Brief:
From the listing below, pull out the lines that hold "remove".

Information provided:
//! [`ConfigurationStore`] implementations: a JSON settings file and an in-memory map.
//!
//! The file keeps one object per scope:
//!
//! ```json
//! { "global": { "historyProject.list": [ { "name": "api", "branch": "main" } ] },
//!   "workspace": { "tree.directorySeparator": " > " } }
//! ```
//!
//! Reads prefer the workspace value. Writes replace the whole file through a
//! temp file in the same directory followed by a rename, so a crash never
//! leaves a half-written settings file behind.

use crate::traits::{ConfigScope, ConfigurationStore};
use async_trait::async_trait;
use color_eyre::eyre::{eyre, Result};
use serde::{Deserialize, Serialize};
use serde_json::{Map, Value};
use std::collections::HashMap;
use std::io::Write;
use std::path::{Path, PathBuf};
use std::sync::{Arc, Mutex};

#[derive(Debug, Default, Serialize, Deserialize)]
struct SettingsFile {
    #[serde(default)]
    global: Map<String, Value>,
    #[serde(default)]
    workspace: Map<String, Value>,
}

impl SettingsFile {
    fn scope_mut(&mut self, scope: ConfigScope) -> &mut Map<String, Value> {
        match scope {
            ConfigScope::Global => &mut self.global,
            ConfigScope::Workspace => &mut self.workspace,
        }
    }
}

pub struct FileConfigStore {
    path: PathBuf,
    /// Serialises read-modify-write cycles of the file within this process.
    write_lock: Arc<Mutex<()>>,
}

impl FileConfigStore {
    pub fn new(path: PathBuf) -> Self {
        Self {
            path,
            write_lock: Arc::new(Mutex::new(())),
        }
    }

    pub fn path(&self) -> &Path {
        &self.path
    }
}

fn read_settings(path: &Path) -> Result<SettingsFile> {
    let content = match std::fs::read_to_string(path) {
        Ok(text) => text,
        Err(e) if e.kind() == std::io::ErrorKind::NotFound => return Ok(SettingsFile::default()),
        Err(e) => return Err(eyre!("Failed to read settings from {path:?}: {e}")),
    };
    if content.trim().is_empty() {
        return Ok(SettingsFile::default());
    }
    serde_json::from_str(&content).map_err(|e| eyre!("Failed to parse settings in {path:?}: {e}"))
}

fn write_settings_atomic(path: &Path, settings: &SettingsFile) -> Result<()> {
    let dir = match path.parent() {
        Some(p) if !p.as_os_str().is_empty() => p.to_path_buf(),
        _ => PathBuf::from("."),
    };
    std::fs::create_dir_all(&dir)
        .map_err(|e| eyre!("Failed to create settings directory {dir:?}: {e}"))?;

    let content = serde_json::to_string_pretty(settings)?;
    let mut tmp = tempfile::NamedTempFile::new_in(&dir)
        .map_err(|e| eyre!("Failed to create temp file in {dir:?}: {e}"))?;
    tmp.write_all(content.as_bytes())?;
    tmp.write_all(b"\n")?;
    tmp.as_file_mut().sync_all()?;
    tmp.persist(path)
        .map_err(|e| eyre!("Failed to replace {path:?}: {}", e.error))?;
    Ok(())
}

#[async_trait]
impl ConfigurationStore for FileConfigStore {
    async fn get(&self, key: &str) -> Result<Option<Value>> {
        let path = self.path.clone();
        let key = key.to_string();
        tokio::task::spawn_blocking(move || -> Result<Option<Value>> {
            let mut settings = read_settings(&path)?;
            Ok(settings
                .workspace
                .remove(&key)
                .or_else(|| settings.global.remove(&key)))
        })
        .await
        .map_err(|e| eyre!("settings read task failed: {e}"))?
    }

    async fn update(&self, key: &str, value: Value, scope: ConfigScope) -> Result<()> {
        let path = self.path.clone();
        let key = key.to_string();
        let lock = self.write_lock.clone();
        tokio::task::spawn_blocking(move || -> Result<()> {
            let _guard = lock
                .lock()
                .map_err(|_| eyre!("settings write lock poisoned"))?;
            let mut settings = read_settings(&path)?;
            settings.scope_mut(scope).insert(key.clone(), value);
            write_settings_atomic(&path, &settings)?;
            tracing::debug!(?path, %key, ?scope, "settings updated");
            Ok(())
        })
        .await
        .map_err(|e| eyre!("settings write task failed: {e}"))?
    }
}

/// Keeps settings in memory; used by tests and embedders without a settings file.
#[derive(Default)]
pub struct MemoryConfigStore {
    values: Mutex<HashMap<(String, bool), Value>>,
    fail_writes: std::sync::atomic::AtomicBool,
}

impl MemoryConfigStore {
    pub fn new() -> Self {
        Self::default()
    }

    /// Makes every following `update` fail, to exercise persistence errors.
    pub fn set_fail_writes(&self, fail: bool) {
        self.fail_writes
            .store(fail, std::sync::atomic::Ordering::SeqCst);
    }

    /// Serialized form of a key's effective value, for byte-level comparisons.
    pub fn snapshot(&self, key: &str) -> Option<String> {
        let values = self.values.lock().ok()?;
        values
            .get(&(key.to_string(), true))
            .or_else(|| values.get(&(key.to_string(), false)))
            .map(Value::to_string)
    }
}

#[async_trait]
impl ConfigurationStore for MemoryConfigStore {
    async fn get(&self, key: &str) -> Result<Option<Value>> {
        let values = self
            .values
            .lock()
            .map_err(|_| eyre!("settings lock poisoned"))?;
        Ok(values
            .get(&(key.to_string(), true))
            .or_else(|| values.get(&(key.to_string(), false)))
            .cloned())
    }

    async fn update(&self, key: &str, value: Value, scope: ConfigScope) -> Result<()> {
        if self.fail_writes.load(std::sync::atomic::Ordering::SeqCst) {
            return Err(eyre!("settings store is read-only"));
        }
        let mut values = self
            .values
            .lock()
            .map_err(|_| eyre!("settings lock poisoned"))?;
        values.insert((key.to_string(), scope == ConfigScope::Workspace), value);
        Ok(())
    }
}
#![warn(clippy::pedantic)]
#![allow(
    clippy::module_name_repetitions,
    clippy::cast_possible_truncation,
    clippy::cast_sign_loss,
    clippy::cast_possible_wrap,
    clippy::must_use_candidate,
    clippy::return_self_not_must_use,
    clippy::missing_errors_doc,
    clippy::missing_panics_doc,
    clippy::doc_markdown
)]

//! Data layer for browsing a Jenkins server: a lazily loaded job → build tree
//! with generation-based cancellation, and a persisted, user-ordered list of
//! tracked projects.

pub mod cache;
pub mod config_store;
pub mod controller;
pub mod error;
pub mod events;
pub mod history;
pub mod model;
pub mod scope;
pub mod settings;
pub mod store;
pub mod traits;

#[cfg(any(test, feature = "test-support"))]
pub mod test_support;

pub use cache::{BuildTreeCache, RootSelection};
pub use controller::{TreeController, TreeStatus};
pub use error::{TreeError, TreeResult};
pub use events::{Direction, EventSender, TreeEvent, TreeKind};
pub use history::HistoryOrderingService;
pub use model::{
    Build, BuildNode, BuildResult, Job, JobNode, JobType, ProjectKey, TrackedProject, TreeNode,
};
pub use scope::{Scope, ScopeSource};
pub use settings::TreeSettings;
pub use store::ProjectListStore;
//! Generation-counter cancellation scopes.
//!
//! Each tree owns one [`ScopeSource`]. Every refresh bumps the generation; a
//! [`Scope`] captured before the bump is cancelled from then on. Results are
//! applied only when the scope that requested them is still current, so a slow
//! response from an abandoned refresh can always be recognised and dropped.
//!
//! The generation lives in a `watch` channel so in-flight requests can also
//! `select!` on [`Scope::cancelled`] and stop waiting as soon as they are superseded.

use tokio::sync::watch;

pub struct ScopeSource {
    tx: watch::Sender<u64>,
}

impl ScopeSource {
    pub fn new() -> Self {
        let (tx, _rx) = watch::channel(0);
        Self { tx }
    }

    pub fn generation(&self) -> u64 {
        *self.tx.borrow()
    }

    /// Handle for the generation that is live right now.
    pub fn current(&self) -> Scope {
        Scope {
            generation: self.generation(),
            rx: self.tx.subscribe(),
        }
    }

    /// Cancels the live scope and returns its successor. The bump is visible to
    /// every outstanding [`Scope`] before this returns.
    pub fn renew(&self) -> Scope {
        self.tx.send_modify(|generation| *generation = generation.wrapping_add(1));
        let scope = self.current();
        tracing::debug!(generation = scope.generation, "cancellation scope renewed");
        scope
    }
}

impl Default for ScopeSource {
    fn default() -> Self {
        Self::new()
    }
}

#[derive(Clone)]
pub struct Scope {
    generation: u64,
    rx: watch::Receiver<u64>,
}

impl Scope {
    pub fn generation(&self) -> u64 {
        self.generation
    }

    pub fn is_cancelled(&self) -> bool {
        *self.rx.borrow() != self.generation
    }

    /// Resolves once this scope has been superseded, or its source dropped.
    pub async fn cancelled(&self) {
        let mut rx = self.rx.clone();
        loop {
            if *rx.borrow_and_update() != self.generation {
                return;
            }
            if rx.changed().await.is_err() {
                return;
            }
        }
    }
}

impl std::fmt::Debug for Scope {
    fn fmt(&self, f: &mut std::fmt::Formatter<'_>) -> std::fmt::Result {
        f.debug_struct("Scope")
            .field("generation", &self.generation)
            .field("cancelled", &self.is_cancelled())
            .finish()
    }
}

Task output:
                .remove(&key)
                .or_else(|| settings.global.remove(&key)))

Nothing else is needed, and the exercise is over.